Folding the supple needles between my fingers, I marveled at this specimen of life. I wondered if, in a thousand years, the plants born on this landscape, bred from those that weathered the Kenow best, will find themselves able to withstand such a cataclysm in the future. I wondered if humans will even be around to see it or if the age of the great ape and all we reaped and sowed will pass and, a million years from now, the new normal we are hurtling towards will be just a blip on the radar, an adjustment that won’t even register in the lifespan of the planet.

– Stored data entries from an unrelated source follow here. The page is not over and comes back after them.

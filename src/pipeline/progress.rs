//! Progress reporting while candidates are being judged.

use indicatif::{ProgressBar, ProgressDrawTarget, ProgressStyle};

use crate::evaluator::Evaluation;
use crate::scholar::Candidate;

/// Template of the evaluation progress bar.
const BAR_TEMPLATE: &str = "{spinner} {msg} [{bar:30}] {pos}/{len} ({elapsed})";

/// Receives progress events from a verification run.
///
/// Events arrive in retrieval order.
pub trait ProgressObserver: Send + Sync {
    /// Retrieval finished with `total` candidates to judge.
    fn retrieved(&self, total: usize);

    /// One candidate was judged.
    fn evaluated(&self, candidate: &Candidate, evaluation: &Evaluation);

    /// Every candidate was judged.
    fn finished(&self) {}
}

/// Terminal progress bar drawn on stderr.
///
/// Nothing is drawn when stderr is not a terminal.
#[derive(Clone)]
pub struct IndicatifProgress {
    bar: ProgressBar,
}

impl IndicatifProgress {
    /// Create a bar drawing to stderr.
    #[must_use]
    pub fn stderr() -> Self {
        Self::with_target(ProgressDrawTarget::stderr())
    }

    /// Create a bar that never draws.
    #[must_use]
    pub fn hidden() -> Self {
        Self::with_target(ProgressDrawTarget::hidden())
    }

    fn with_target(target: ProgressDrawTarget) -> Self {
        let bar = ProgressBar::with_draw_target(Some(0), target);
        if let Ok(style) = ProgressStyle::with_template(BAR_TEMPLATE) {
            bar.set_style(style.progress_chars("=> "));
        }
        Self { bar }
    }

    /// Number of candidates judged so far.
    #[must_use]
    pub fn position(&self) -> u64 {
        self.bar.position()
    }

    /// Number of candidates to judge.
    #[must_use]
    pub fn length(&self) -> Option<u64> {
        self.bar.length()
    }
}

impl ProgressObserver for IndicatifProgress {
    fn retrieved(&self, total: usize) {
        self.bar.set_length(u64::try_from(total).unwrap_or(u64::MAX));
        self.bar.set_message("Verifying papers");
    }

    fn evaluated(&self, candidate: &Candidate, evaluation: &Evaluation) {
        if evaluation.is_fallback() {
            self.bar
                .set_message(format!("Fallback for {}", candidate.display_title()));
        }
        self.bar.inc(1);
    }

    fn finished(&self) {
        self.bar.finish_and_clear();
    }
}
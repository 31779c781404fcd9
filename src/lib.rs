//! Relevance verification of literature search results with an LLM reviewer.
//!
//! Papers are retrieved from Semantic Scholar, each abstract is judged against
//! the query by a Gemini model, and the relevant ones are ranked by score.

// Interdiction stricte de pratiques dangereuses ou non idiomatiques
#![deny(warnings)] // Tous les warnings sont traités comme des erreurs
#![deny(unsafe_code)] // Le code unsafe est interdit
#![deny(missing_docs)] // Toute fonction, struct, enum ou module public doit être documenté
#![deny(dead_code)] // Le code inutilisé est interdit
#![deny(non_camel_case_types)]

// Options supplémentaires pour ne rien laisser passer
#![deny(unused_imports)]
#![deny(unused_variables)]
#![deny(unused_must_use)] // Oblige à gérer explicitement les Result et Option
#![deny(non_snake_case)]
#![deny(non_upper_case_globals)]
#![deny(nonstandard_style)]
#![forbid(unsafe_op_in_unsafe_fn)]

// Clippy pour stricte discipline
#![deny(clippy::all)]
#![deny(clippy::pedantic)]
#![deny(clippy::nursery)]
#![deny(clippy::unwrap_used)] // Interdit unwrap()
#![deny(clippy::expect_used)] // Interdit expect()
#![deny(clippy::panic)] // Interdit panic!()
#![deny(clippy::print_stdout)] // La sortie passe par `ReportSink`
#![deny(clippy::todo)]
#![deny(clippy::unimplemented)]
#![deny(clippy::missing_const_for_fn)] // Force const lorsque possible
#![deny(clippy::unwrap_in_result)]
#![deny(clippy::module_inception)]
#![deny(clippy::redundant_clone)]
#![deny(clippy::shadow_unrelated)]
#![deny(clippy::too_many_arguments)]
#![deny(clippy::cognitive_complexity)]

// Lints pour sécurité et robustesse
#![deny(overflowing_literals)]

/// Configuration loading and validation.
#[allow(clippy::module_name_repetitions)]
pub mod config;
/// Pipeline-level errors.
#[allow(clippy::module_name_repetitions)]
pub mod error;
/// LLM relevance scoring.
#[allow(clippy::missing_errors_doc)]
pub mod evaluator;
/// Orchestration, ranking and reporting.
#[allow(clippy::module_name_repetitions)]
pub mod pipeline;
/// Paper search with rate-limit retries.
#[allow(clippy::module_name_repetitions)]
pub mod scholar;
/// Entry helpers for the command line.
pub mod start_paper_verifier;

pub use config::VerifierConfig;
pub use error::{VerifierError, VerifierResult};
pub use evaluator::{Evaluation, EvaluationFailure, Judgment, RelevanceEvaluator};
pub use pipeline::{
    ProgressObserver, ScoredResult, TableReport, VerificationPipeline, VerificationReport,
};
pub use scholar::{Candidate, RetrievalClient, RetrievalError};
//! Failures of a single relevance judgment.

use std::time::Duration;

use thiserror::Error;

/// Failure while scoring one candidate. Always recovered by the evaluator.
#[derive(Debug, Error)]
pub enum EvaluationFailure {
    /// Completion call failed inside Rig.
    #[error("completion error: {0}")]
    Completion(#[from] rig::completion::CompletionError),

    /// Model backend failed for another reason.
    #[error("model error: {0}")]
    Model(String),

    /// Model did not answer in time.
    #[error("model timed out after {0:?}")]
    Timeout(Duration),

    /// Model answered with nothing.
    #[error("model returned an empty response")]
    EmptyResponse,

    /// Response is not a judgment object.
    #[error("malformed judgment: {0}")]
    MalformedResponse(#[from] serde_json::Error),

    /// Score is outside 0..=10.
    #[error("score {0} is outside 0..=10")]
    ScoreOutOfRange(i64),
}

impl EvaluationFailure {
    /// Check if the failure came from the response content rather than the call.
    #[must_use]
    pub const fn is_schema_violation(&self) -> bool {
        matches!(
            self,
            Self::EmptyResponse | Self::MalformedResponse(_) | Self::ScoreOutOfRange(_)
        )
    }
}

The Holocene epoch began nearly 12,000 years ago with the decline of glaciers and the expansion of humans. Now, Earth may have entered a new geological epoch known as the Anthropocene. Two of the proposed geological markers for the start of this epoch are the Orbis spike—the drop in atmospheric carbon that peaked around 1610 when Europeans had killed about 50 million indigenous Americans—and 1945, when the first atomic bomb was detonated at the Trinity Test Site in New Mexico. Radioactive isotopes distinct to these nuclear weapons are far flung and long lived, epitomizing our most miraculous and most devastating potentials. But the nuclear age also frames the Anthropocene in the Western myth of molecule-throwing, chest-thumping power—not in the messy realities of culture and behavior. In the original collision. In genocide.

I left the Crown at the beginning of August, watching the mountains diminish in my side mirror as I drove south through Browning. After a twelve-hour orange-barrel tour of Montana and South Dakota, tailing pilot cars through dusty, pitted construction sites for dozens of miles, waiting in queues of cars shimmering in the heat, I found a place to camp in Badlands National Park at the end of a meandering dirt road that followed alongside a field of drooping sunflowers. I pitched my little one-man kit in a crowd of colossal tents.

Coyotes howled in the hills. I laid awake thinking about the Crown and examining my coordinates to the North American Pole of Inaccessibility by headlamp. I could reach it the next day. But my mind was still in Alberta, stooped over a patch of grass, reciting the names of the native blades in Latin. I scooped up my sleeping bag and unzipped my tent. I tossed the coordinates and notes into the trashcan by the outhouse and walked to the top of a bluff where I sat and wrapped my down quilt around my shoulders and stared up at the stars. Something huge moved in the night. Six bison shambled by like a slow line of boxcars.

In the morning, I packed while it was still dark and retraced my route along the rutted washboard road, heading east to Highway 90 and Ames. Three pronghorn antelope trotted across the lane and broke into a gallop as my car jiggered towards them. They raced at the fence and then wheeled like a flock of birds. Hemmed in by the wire and flowers, the speed goats dashed through the grass in full flight as I drove alongside at forty-eight miles per hour. The road was empty, the sun just spilling over the world in gold light and long shadows, an orange orb exploding in a brilliant blaze as we cornered a hill. The pronghorns hugged the line of barbed wire, flashing dazzling white rumps as we charged together toward the burning globe blooming on the horizon.